Urban legends have flown around the internet about how, supposedly, many, many mountain bikers don’t support the idea of opening even some Wilderness areas to mountain bikes. However, those rumors have been impossible to substantiate aside from the social media hearsay. So we wanted concrete answers: how many mountain bikers think bikes belong in wilderness?

Our sample size was substantial: 4,334 people responded to our survey. In analyzing the wilderness responses, we took the results and limited them to just respondents from the United States and Canada, which left us with 3,686 respondents. Within these two countries, our sample was distributed well across the nation, with about 42% in the east, 36% in the west, and about 22% in central US and Canada. Our age and gender demographics were consistent with standard mountain biking demographics and demographics that we’ve found in previous surveys, with good distribution overall.

However, the type of riders that responded to our survey was skewed a little bit by the Singletracks audience. Namely, of those who responded, 2,262 self-identified as trail riders, 1,124 identified as XC riders, 726 identified as enduro riders, and just 62 identified as gravity riders. While the gravity population is drastically under-represented, this actually is quite useful for our Wilderness analysis: trail and cross country riding is the type of mountain biking that could take place in Wilderness if the blanket ban is ever reversed. Gravity riding is unlikely to ever exist in Wilderness areas due to the prohibition on erecting permanent manmade structures, among other stipulations. So, in essence, we’ve surveyed the type of riders who would be most compatible with the trails and the type of riding that Wilderness could offer–an unexpected but greatly-appreciated boon.

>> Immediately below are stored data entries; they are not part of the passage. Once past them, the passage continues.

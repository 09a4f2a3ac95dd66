//! Facebook Graph API access
//!
//! `FacebookClient` exposes one method per tool. Every method builds a single
//! `GraphRequest` and hands it to a `GraphTransport`, which is the only place
//! that touches the network.

pub mod client;
pub mod credential;
pub mod transport;

#[cfg(test)]
pub mod mock;

pub use client::FacebookClient;
pub use credential::{Credential, ACCESS_TOKEN_KEY};
pub use transport::{GraphTransport, HttpTransport};
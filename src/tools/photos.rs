//! Photo tools

use super::{tool, Category, Tool, ToolAnnotations};
use schemars::JsonSchema;
use serde::Deserialize;

#[derive(JsonSchema, Deserialize, Clone, Debug)]
pub struct UploadPhotoArgs {
    /// Page ID (defaults to the configured FACEBOOK_PAGE_ID)
    pub page_id: Option<String>,
    /// Public URL of the image
    pub url: String,
    /// Photo caption
    pub caption: Option<String>,
    /// Publish immediately (default true)
    pub published: Option<bool>,
}

#[derive(JsonSchema, Deserialize, Clone, Debug)]
pub struct ListPhotosArgs {
    /// Page ID (defaults to the configured FACEBOOK_PAGE_ID)
    pub page_id: Option<String>,
    /// Number of photos to return
    pub limit: Option<u32>,
}

#[derive(JsonSchema, Deserialize, Clone, Debug)]
pub struct DeletePhotoArgs {
    /// Photo ID
    pub photo_id: String,
}

pub fn tools() -> Vec<Tool> {
    vec![
        tool(
            "fb_upload_photo",
            Category::Photos,
            "Upload a photo to a Facebook Page from a public URL",
            ToolAnnotations::write("Upload Photo"),
            |client, args: UploadPhotoArgs| async move {
                client
                    .upload_photo(
                        args.page_id.as_deref(),
                        &args.url,
                        args.caption.as_deref(),
                        args.published,
                    )
                    .await
            },
        ),
        tool(
            "fb_list_photos",
            Category::Photos,
            "List photos uploaded to a Facebook Page",
            ToolAnnotations::read_only("List Photos"),
            |client, args: ListPhotosArgs| async move {
                client.list_photos(args.page_id.as_deref(), args.limit).await
            },
        ),
        tool(
            "fb_delete_photo",
            Category::Photos,
            "Permanently delete a photo",
            ToolAnnotations::destructive("Delete Photo"),
            |client, args: DeletePhotoArgs| async move {
                client.delete_photo(&args.photo_id).await
            },
        ),
    ]
}
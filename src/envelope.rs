//! Uniform success/error result for every tool invocation

use crate::error::AppError;
use serde_json::Value;
use tracing::warn;

#[derive(Debug, Clone, PartialEq, Eq)]
pub struct ResultEnvelope {
    pub is_error: bool,
    pub text: String,
}

impl ResultEnvelope {
    /// Pretty-printed JSON of the Graph response, unchanged
    pub fn success(result: &Value) -> Self {
        match serde_json::to_string_pretty(result) {
            Ok(text) => Self {
                is_error: false,
                text,
            },
            Err(e) => Self::failure(&AppError::from(e)),
        }
    }

    pub fn failure(err: &AppError) -> Self {
        Self {
            is_error: true,
            text: format!("Error: {}", err),
        }
    }

    pub fn from_result(result: Result<Value, AppError>) -> Self {
        match result {
            Ok(value) => Self::success(&value),
            Err(err) => {
                warn!("Tool call failed [{}]: {}", err.error_code(), err);
                Self::failure(&err)
            }
        }
    }
}
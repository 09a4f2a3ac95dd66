//! facebook-pages-mcp: MCP server & CLI for Facebook Page management (Rust)
//!
//! Dual-mode application:
//! - MCP Server Mode (default): Model Context Protocol server using stdio
//! - CLI Mode: list the tool catalog or run a single tool directly
//!
//! Exposes 28 tools covering pages, posts, comments, photos, videos,
//! insights and Messenger conversations.

mod cli;
mod config;
mod envelope;
mod error;
mod facebook;
mod http;
mod mcp;
mod prompts;
mod server;
mod session;
mod tools;

#[cfg(test)]
mod tests_server;

use anyhow::{Context, Result};
use clap::Parser;
use cli::{Cli, Commands};
use config::Config;
use server::FacebookServer;
use std::sync::Arc;
use tracing::info;
use tracing_subscriber::EnvFilter;

#[tokio::main]
async fn main() -> Result<()> {
    let cli = Cli::parse();
    init_logging(&cli);

    let config = Config::load(&cli.connection)?;
    let server = Arc::new(FacebookServer::from_config(&config)?);

    match cli.command {
        None | Some(Commands::Serve) => run_mcp_mode(server).await,
        Some(Commands::Tools) => {
            println!("{}", serde_json::to_string_pretty(&server.list_tools())?);
            Ok(())
        }
        Some(Commands::Info) => {
            println!("{}", serde_json::to_string_pretty(&server.server_info())?);
            Ok(())
        }
        Some(Commands::Call(args)) => execute_call_cli(&server, args).await,
    }
}

/// Logs always go to stderr; stdout carries MCP traffic and CLI output.
/// RUST_LOG applies unless --verbose or --quiet is given.
fn init_logging(cli: &Cli) {
    let filter = if cli.quiet {
        EnvFilter::new("error")
    } else if cli.verbose {
        EnvFilter::new("debug")
    } else {
        EnvFilter::try_from_default_env().unwrap_or_else(|_| EnvFilter::new("info"))
    };

    tracing_subscriber::fmt()
        .with_env_filter(filter)
        .with_writer(std::io::stderr)
        .init();
}

/// Execute a single tool in CLI mode
async fn execute_call_cli(server: &FacebookServer, args: cli::CallArgs) -> Result<()> {
    let arguments: serde_json::Value = serde_json::from_str(&args.args)
        .with_context(|| format!("Invalid --args JSON for {}", args.tool))?;

    let envelope = server.call_tool(&args.tool, arguments).await;
    if envelope.is_error {
        eprintln!("{}", envelope.text);
        std::process::exit(1);
    }

    println!("{}", envelope.text);
    Ok(())
}

/// Run in MCP server mode
async fn run_mcp_mode(server: Arc<FacebookServer>) -> Result<()> {
    info!("Starting facebook-pages-mcp server");
    if !server.binder().has_static_credential() {
        info!(
            "No static access token configured; tools expect {} in their arguments",
            facebook::ACCESS_TOKEN_KEY
        );
    }

    mcp::handle_stdio(server).await
}
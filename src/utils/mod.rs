//! # 工具函数模块
//!
//! 提供美化输出、进度条、Slurm 脚本生成等工具。
//!
//! ## 依赖关系
//! - 被 `commands/`, `parsers/`, `job/` 模块使用
//! - 子模块: output, progress, slurm

pub mod output;
pub mod progress;
pub mod slurm;
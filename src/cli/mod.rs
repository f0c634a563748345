//! # CLI 模块
//!
//! 使用 `clap` 定义命令行参数和子命令。
//!
//! ## 命令结构
//! - `input`: 生成 sqm 输入文件
//! - `parse`: 解析已有的 sqm 输出
//! - `run`: 单点计算（生成输入、执行、解析）
//! - `submit`: 批量生成 Slurm 作业
//! - `collect`: 批量收集 sqm 结果
//!
//! ## 依赖关系
//! - 被 `main.rs` 使用
//! - 子模块: input, parse, run, submit, collect

pub mod collect;
pub mod input;
pub mod parse;
pub mod run;
pub mod submit;

use clap::{Parser, Subcommand};

/// sqmkit - AmberTools sqm 半经验计算工具
#[derive(Parser)]
#[command(name = "sqmkit")]
#[command(author = "Changjiang Wu")]
#[command(version)]
#[command(about = "Semi-empirical single-point calculations with AmberTools sqm", long_about = None)]
#[command(propagate_version = true)]
pub struct Cli {
    /// Print debug messages
    #[arg(short, long, global = true, default_value_t = false)]
    pub verbose: bool,

    #[command(subcommand)]
    pub command: Commands,
}

/// 可用的子命令
#[derive(Subcommand)]
pub enum Commands {
    /// Render an sqm input file (mol.in) from a molecule
    Input(input::InputArgs),

    /// Parse an existing sqm output file (mol.out)
    Parse(parse::ParseArgs),

    /// Run a single-point sqm calculation and report the results
    Run(run::RunArgs),

    /// Prepare (and optionally submit) Slurm jobs for a directory of molecules
    Submit(submit::SubmitArgs),

    /// Collect results from finished sqm job directories
    Collect(collect::CollectArgs),
}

96.2% of mountain bikers think at least some Wilderness trails and areas should be opened to bikes.

Simply put, the answers were astounding. Based on our survey results, 96.2% of mountain bikers think at least some Wilderness trails and areas should be opened to bikes. Only an extremely small percentage, 3.8%, were opposed to the idea of bikes in wilderness.

Of the 96.2%, 38.9% of those respondents (37.4% of US riders) take the hard line and believe that all wilderness areas should be opened to bicycles. However, the majority of riders, 58.8%, take a more moderate approach and believe that only some Wilderness areas should be opened to bikes.

Above and beyond asking whether riders think they should have access to Wilderness, we were curious to know: do riders think that the sport of mountain biking is compatible with Wilderness ethics and land preservation? The answer was yes: 94.8% of all riders surveyed believe that mountain biking is compatible with everything that Wilderness stands for.

But perhaps even more important than merely thinking that Wilderness should be open to bikes, the vast majority of mountain bikers believe that we should be actively pushing and advocating for bicycle access to Wilderness trails: 90.5%, in fact.

90.5% of mountain bikers think that mountain bike advocates should we should actively push for mountain bike access in Wilderness.

Whatever the social media hearsay is regarding the number of riders opposed to mountain biking in Wilderness, consider that urban legend debunked.

However, perhaps the most interesting takeaway is that the vast majority of riders want mountain bike advocates to push for bike access in Wilderness. They want to take action, and aren’t content to sit idly by, just hoping that something will change in the future, without taking any steps to effect that change.

In case you are unaware, there are two major mountain bike advocacy organizations currently operating on the national level: the International Mountain Bicycling Association (IMBA) and the Sustainable Trails Coalition (STC). IMBA does not currently seek to get bicycles accepted in existing Wilderness, as per their Wilderness FAQ. The Sustainable Trails Coalition’s sole goal is to open the door to mountain bikes in some Wilderness areas.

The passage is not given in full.